**Problem**
Please return every record below exactly as it stands.

### Records for processing ###

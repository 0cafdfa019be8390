//! API utilities for frontend-backend communication
//!
//! Provides the base URL and the timezone hint used by the API client.

use web_sys::window;

const API_BASE_OVERRIDE_KEY: &str = "admin_portal_api_base";

/// Get the base URL for API requests
///
/// A value saved under `admin_portal_api_base` in localStorage wins (used to
/// point a local build at a staging API). Otherwise the URL is built from the
/// current window location, using port 3000 for the backend server.
///
/// # Returns
/// - API base URL like "http://localhost:3000" or "https://example.com:3000"
/// - Empty string if window is not available
pub fn api_base() -> String {
    let window = match window() {
        Some(w) => w,
        None => return String::new(),
    };

    let saved = window
        .local_storage()
        .ok()
        .flatten()
        .and_then(|s| s.get_item(API_BASE_OVERRIDE_KEY).ok().flatten())
        .filter(|v| !v.trim().is_empty());
    if let Some(base) = saved {
        return base.trim_end_matches('/').to_string();
    }

    let location = window.location();
    let protocol = location.protocol().unwrap_or_else(|_| "http:".to_string());
    let hostname = location
        .hostname()
        .unwrap_or_else(|_| "127.0.0.1".to_string());
    format!("{}//{}:3000", protocol, hostname)
}

/// IANA timezone of the browser (e.g. "Asia/Riyadh"), sent as `X-Timezone`
pub fn browser_timezone() -> Option<String> {
    let options = js_sys::Intl::DateTimeFormat::new(&js_sys::Array::new(), &js_sys::Object::new())
        .resolved_options();
    js_sys::Reflect::get(&options, &"timeZone".into())
        .ok()
        .and_then(|v| v.as_string())
}

/// Path with a percent-encoded id segment appended
pub fn with_id(path: &str, id: impl std::fmt::Display) -> String {
    format!("{}/{}", path, urlencoding::encode(&id.to_string()))
}

#[cfg(test)]
mod tests {
    use super::*;

    #[test]
    fn test_with_id() {
        assert_eq!(with_id("/api/departments", 7), "/api/departments/7");
        assert_eq!(with_id("/api/files", "a b"), "/api/files/a%20b");
    }
}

###

**Response**
repository 0cafdfa019be8390
//! API utilities for frontend-backend communication
//!
//! Provides the base URL and the timezone hint used by the API client.

use web_sys::window;

const API_BASE_OVERRIDE_KEY: &str = "admin_portal_api_base";

/// Get the base URL for API requests
///
/// A value saved under `admin_portal_api_base` in localStorage wins (used to
/// point a local build at a staging API). Otherwise the URL is built from the
/// current window location, using port 3000 for the backend server.
///
/// # Returns
/// - API base URL like "http://localhost:3000" or "https://example.com:3000"
/// - Empty string if window is not available
pub fn api_base() -> String {
    let window = match window() {
        Some(w) => w,
        None => return String::new(),
    };

    let saved = window
        .local_storage()
        .ok()
        .flatten()
        .and_then(|s| s.get_item(API_BASE_OVERRIDE_KEY).ok().flatten())
        .filter(|v| !v.trim().is_empty());
    if let Some(base) = saved {
        return base.trim_end_matches('/').to_string();
    }

    let location = window.location();
    let protocol = location.protocol().unwrap_or_else(|_| "http:".to_string());
    let hostname = location
        .hostname()
        .unwrap_or_else(|_| "127.0.0.1".to_string());
    format!("{}//{}:3000", protocol, hostname)
}

/// IANA timezone of the browser (e.g. "Asia/Riyadh"), sent as `X-Timezone`
pub fn browser_timezone() -> Option<String> {
    let options = js_sys::Intl::DateTimeFormat::new(&js_sys::Array::new(), &js_sys::Object::new())
        .resolved_options();
    js_sys::Reflect::get(&options, &"timeZone".into())
        .ok()
        .and_then(|v| v.as_string())
}

/// Path with a percent-encoded id segment appended
pub fn with_id(path: &str, id: impl std::fmt::Display) -> String {
    format!("{}/{}", path, urlencoding::encode(&id.to_string()))
}

#[cfg(test)]
mod tests {
    use super::*;

    #[test]
    fn test_with_id() {
        assert_eq!(with_id("/api/departments", 7), "/api/departments/7");
        assert_eq!(with_id("/api/files", "a b"), "/api/files/a%20b");
    }
}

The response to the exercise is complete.